Udayabhanu stated that the commission limits the recovery of amassed interest to the principal amount; if the principal is Rs 50,000, the interest payable can’t exceed that amount.
Has the fee helped lessen suicides amongst farmers? Kerala is an extremely suicide-free state. Between 2007 and 2015, there were not many alternates in the overall number of suicides within the state. Udayabhanu says ‘There had been no suicides at all.”
It has ranged among 7, seven hundred and nine,000. The number of suicides amongst cultivators and agricultural laborers fell from 1,232 in 2007 to 807 in 2014. In 2015 and 2016, it fell sharply to 201 and 321, respectively. Most of the suicides are of agricultural laborers. The bureau attributes very few of those suicides to agrarian distress: 68 in 2007, 11 in the following 12 months, and none in 2009 and 2010 (The latest facts on this score aren’t available).
“Once the principle is installed, the details can be labored out,” Reddy said when asked whether the Kerala version might be prolonged to other states. The standards for debt comfort may be exclusive for various plants and agro-climatic zones, he added.

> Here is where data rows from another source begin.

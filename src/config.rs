use std::env;
use std::time::Duration;

/// Minimum length of the token signing secret in bytes
pub const MIN_JWT_SECRET_LEN: usize = 32;

/// Longest accepted session lifetime, one year
pub const MAX_SESSION_TIMEOUT_SECONDS: u64 = 365 * 24 * 60 * 60;

/// Server configuration loaded from environment variables
#[derive(Clone)]
pub struct ServerConfig {
    /// Port to listen on
    pub port: u16,
    /// Bind address
    pub bind_addr: String,
    /// PostgreSQL database URL
    pub database_url: String,
    /// Token signing secret
    pub jwt_secret: String,
    /// Lifetime of sessions and the tokens they carry
    pub session_timeout_seconds: u64,
    /// Consecutive failed logins that lock an account
    pub max_failed_login_attempts: i32,
    pub db_max_connections: u32,
    pub db_max_lifetime_seconds: u64,
    pub db_idle_timeout_seconds: u64,
    pub db_acquire_timeout_seconds: u64,
    /// Interval of the expired-session prune task, 0 disables it
    pub session_cleanup_interval_seconds: u64,
    /// Mark the auth cookie `Secure`
    pub cookie_secure: bool,
    /// CORS allowed origins (comma-separated in env var)
    pub cors_origins: Vec<String>,
}

impl ServerConfig {
    /// Load configuration from environment variables
    pub fn from_env() -> Result<Self, ConfigError> {
        dotenvy::dotenv().ok();
        Self::from_lookup(|key| env::var(key).ok())
    }

    /// Build configuration from an arbitrary variable source
    pub fn from_lookup<F>(lookup: F) -> Result<Self, ConfigError>
    where
        F: Fn(&str) -> Option<String>,
    {
        let jwt_secret =
            lookup("JWT_SECRET").ok_or_else(|| ConfigError::MissingEnvVar("JWT_SECRET".to_string()))?;
        if jwt_secret.len() < MIN_JWT_SECRET_LEN {
            return Err(ConfigError::InvalidValue(format!(
                "JWT_SECRET must be at least {MIN_JWT_SECRET_LEN} bytes"
            )));
        }

        let database_url = match lookup("DATABASE_URL") {
            Some(url) => url,
            None => database_url_from_parts(&lookup)?,
        };

        let port = match lookup("PORT") {
            Some(v) => v.trim().parse().map_err(|_| ConfigError::InvalidPort)?,
            None => 8080,
        };

        let max_failed_login_attempts = parse_or(&lookup, "MAX_FAILED_LOGIN_ATTEMPTS", 5)?;
        if max_failed_login_attempts < 1 {
            return Err(ConfigError::InvalidValue(
                "MAX_FAILED_LOGIN_ATTEMPTS must be at least 1".to_string(),
            ));
        }

        let session_timeout_seconds = parse_or(&lookup, "SESSION_TIMEOUT_SECONDS", 86_400)?;
        if session_timeout_seconds == 0 || session_timeout_seconds > MAX_SESSION_TIMEOUT_SECONDS {
            return Err(ConfigError::InvalidValue(format!(
                "SESSION_TIMEOUT_SECONDS must be between 1 and {MAX_SESSION_TIMEOUT_SECONDS}"
            )));
        }

        Ok(Self {
            port,
            bind_addr: lookup("BIND_ADDR").unwrap_or_else(|| "0.0.0.0".to_string()),
            database_url,
            jwt_secret,
            session_timeout_seconds,
            max_failed_login_attempts,
            db_max_connections: parse_or(&lookup, "DB_MAX_CONNECTIONS", 10)?,
            db_max_lifetime_seconds: parse_or(&lookup, "DB_MAX_LIFETIME_SECONDS", 3600)?,
            db_idle_timeout_seconds: parse_or(&lookup, "DB_IDLE_TIMEOUT_SECONDS", 1800)?,
            db_acquire_timeout_seconds: parse_or(&lookup, "DB_ACQUIRE_TIMEOUT_SECONDS", 10)?,
            session_cleanup_interval_seconds: parse_or(
                &lookup,
                "SESSION_CLEANUP_INTERVAL_SECONDS",
                300,
            )?,
            cookie_secure: lookup("COOKIE_SECURE")
                .map(|v| v.to_lowercase() == "true")
                .unwrap_or(false),
            cors_origins: lookup("CORS_ALLOW_ORIGINS")
                .map(|s| {
                    s.split(',')
                        .map(|s| s.trim().to_string())
                        .filter(|s| !s.is_empty())
                        .collect()
                })
                .unwrap_or_else(|| {
                    vec![
                        "http://localhost:3000".to_string(),
                        "http://127.0.0.1:3000".to_string(),
                    ]
                }),
        })
    }

    /// Get the full bind address (addr:port)
    pub fn bind_address(&self) -> String {
        format!("{}:{}", self.bind_addr, self.port)
    }

    pub fn session_lifetime(&self) -> chrono::Duration {
        chrono::Duration::seconds(self.session_timeout_seconds as i64)
    }

    pub fn db_max_lifetime(&self) -> Duration {
        Duration::from_secs(self.db_max_lifetime_seconds)
    }

    pub fn db_idle_timeout(&self) -> Duration {
        Duration::from_secs(self.db_idle_timeout_seconds)
    }

    pub fn db_acquire_timeout(&self) -> Duration {
        Duration::from_secs(self.db_acquire_timeout_seconds)
    }
}

// Secrets stay out of logs
impl std::fmt::Debug for ServerConfig {
    fn fmt(&self, f: &mut std::fmt::Formatter<'_>) -> std::fmt::Result {
        f.debug_struct("ServerConfig")
            .field("port", &self.port)
            .field("bind_addr", &self.bind_addr)
            .field("session_timeout_seconds", &self.session_timeout_seconds)
            .field("max_failed_login_attempts", &self.max_failed_login_attempts)
            .field("db_max_connections", &self.db_max_connections)
            .field(
                "session_cleanup_interval_seconds",
                &self.session_cleanup_interval_seconds,
            )
            .field("cookie_secure", &self.cookie_secure)
            .field("cors_origins", &self.cors_origins)
            .finish_non_exhaustive()
    }
}

fn database_url_from_parts<F>(lookup: &F) -> Result<String, ConfigError>
where
    F: Fn(&str) -> Option<String>,
{
    let required = |key: &str| lookup(key).ok_or_else(|| ConfigError::MissingEnvVar(key.to_string()));

    let user = required("DB_USER").map_err(|_| ConfigError::MissingEnvVar("DATABASE_URL".to_string()))?;
    let password = required("DB_PASSWORD")?;
    let host = required("DB_HOST")?;
    let name = required("DB_NAME")?;
    let port: u16 = match lookup("DB_PORT") {
        Some(v) => v
            .trim()
            .parse()
            .map_err(|_| ConfigError::InvalidValue(format!("DB_PORT: {v}")))?,
        None => 5432,
    };

    Ok(format!("postgres://{user}:{password}@{host}:{port}/{name}"))
}

fn parse_or<F, T>(lookup: &F, key: &str, default: T) -> Result<T, ConfigError>
where
    F: Fn(&str) -> Option<String>,
    T: std::str::FromStr,
{
    match lookup(key) {
        Some(v) => v
            .trim()
            .parse()
            .map_err(|_| ConfigError::InvalidValue(format!("{key}: {v}"))),
        None => Ok(default),
    }
}

/// Configuration errors
#[derive(Debug, thiserror::Error)]
pub enum ConfigError {
    #[error("Invalid port number")]
    InvalidPort,
    #[error("Missing required environment variable: {0}")]
    MissingEnvVar(String),
    #[error("Invalid configuration value: {0}")]
    InvalidValue(String),
}
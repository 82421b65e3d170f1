mod users;

pub use users::UserCommands;

use clap::{Parser, Subcommand};

/// MedHeart Server - authentication and session API for heart monitoring
#[derive(Parser)]
#[command(name = "medheart-server")]
#[command(author, version, about, long_about = None)]
pub struct Cli {
    #[command(subcommand)]
    pub command: Option<Commands>,
}

#[derive(Subcommand)]
pub enum Commands {
    /// Run the server (default)
    Serve,

    /// User management commands
    #[command(subcommand)]
    User(UserCommands),

    /// Session maintenance commands
    #[command(subcommand)]
    Sessions(SessionCommands),
}

#[derive(Subcommand)]
pub enum SessionCommands {
    /// Delete sessions past their expiry
    Prune,
}
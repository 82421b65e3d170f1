use axum::{
    extract::{Request, State},
    http::{header, HeaderMap},
    middleware::Next,
    response::{IntoResponse, Response},
};
use axum_extra::extract::cookie::CookieJar;
use std::sync::Arc;
use tracing::warn;

use super::context::AuthContext;
use super::error::AuthError;
use super::service::AuthService;

/// Cookie carrying `Bearer <token>` after login
pub const AUTH_COOKIE: &str = "Authorization";

/// Split a carrier value into its token. Exactly `Bearer <token>` is accepted.
pub fn parse_bearer(value: &str) -> Result<&str, AuthError> {
    let mut parts = value.split_whitespace();
    match (parts.next(), parts.next(), parts.next()) {
        (Some("Bearer"), Some(token), None) => Ok(token),
        _ => Err(AuthError::InvalidAuthorizationFormat),
    }
}

/// Pull the bearer token from the `Authorization` header, falling back to the
/// `Authorization` cookie
pub fn extract_bearer_token(headers: &HeaderMap) -> Result<String, AuthError> {
    if let Some(value) = headers.get(header::AUTHORIZATION) {
        let value = value
            .to_str()
            .map_err(|_| AuthError::InvalidAuthorizationFormat)?;
        return parse_bearer(value).map(str::to_string);
    }

    let jar = CookieJar::from_headers(headers);
    match jar.get(AUTH_COOKIE) {
        Some(cookie) if !cookie.value().is_empty() => {
            parse_bearer(cookie.value()).map(str::to_string)
        }
        _ => Err(AuthError::MissingToken),
    }
}

/// Authentication gate for protected routes.
///
/// Resolves the caller through [`AuthService::authenticate`] and attaches the
/// [`AuthContext`] for downstream handlers. Every failure is terminal.
pub async fn auth_middleware(
    State(auth): State<Arc<AuthService>>,
    mut request: Request,
    next: Next,
) -> Response {
    let token = match extract_bearer_token(request.headers()) {
        Ok(token) => token,
        Err(e) => return e.into_response(),
    };

    match auth.authenticate(&token).await {
        Ok(ctx) => {
            request.extensions_mut().insert(ctx);
            next.run(request).await
        }
        Err(e) => e.into_response(),
    }
}

/// Role allow-list bound to a route group
#[derive(Debug, Clone)]
pub struct AllowedRoles(Arc<[String]>);

impl AllowedRoles {
    pub fn new<I, S>(roles: I) -> Self
    where
        I: IntoIterator<Item = S>,
        S: Into<String>,
    {
        Self(roles.into_iter().map(Into::into).collect())
    }
}

/// Authorization gate. Must run after [`auth_middleware`].
pub async fn require_role(
    State(allowed): State<AllowedRoles>,
    request: Request,
    next: Next,
) -> Response {
    let permitted = match request.extensions().get::<AuthContext>() {
        Some(ctx) => {
            let permitted = ctx.has_role(&allowed.0);
            if !permitted {
                warn!(
                    "User {} with role {} denied, requires one of {:?}",
                    ctx.user.id, ctx.user.role_name, allowed.0
                );
            }
            permitted
        }
        None => return AuthError::MissingIdentity.into_response(),
    };

    if permitted {
        next.run(request).await
    } else {
        AuthError::Forbidden.into_response()
    }
}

Reddy was involved in the spate of income switch schemes and farm mortgage waivers introduced by way of the center and the states. He stated the first farm loan waiver changed into made using finance minister Madhu Dandavate in 1990. It was Rs. 10,000 crore, or Rs 50,557 crore in 2017 expenses. Dandavate had said that the waiver might not be repeated, but Reddy referred to that promise has been again and again breached.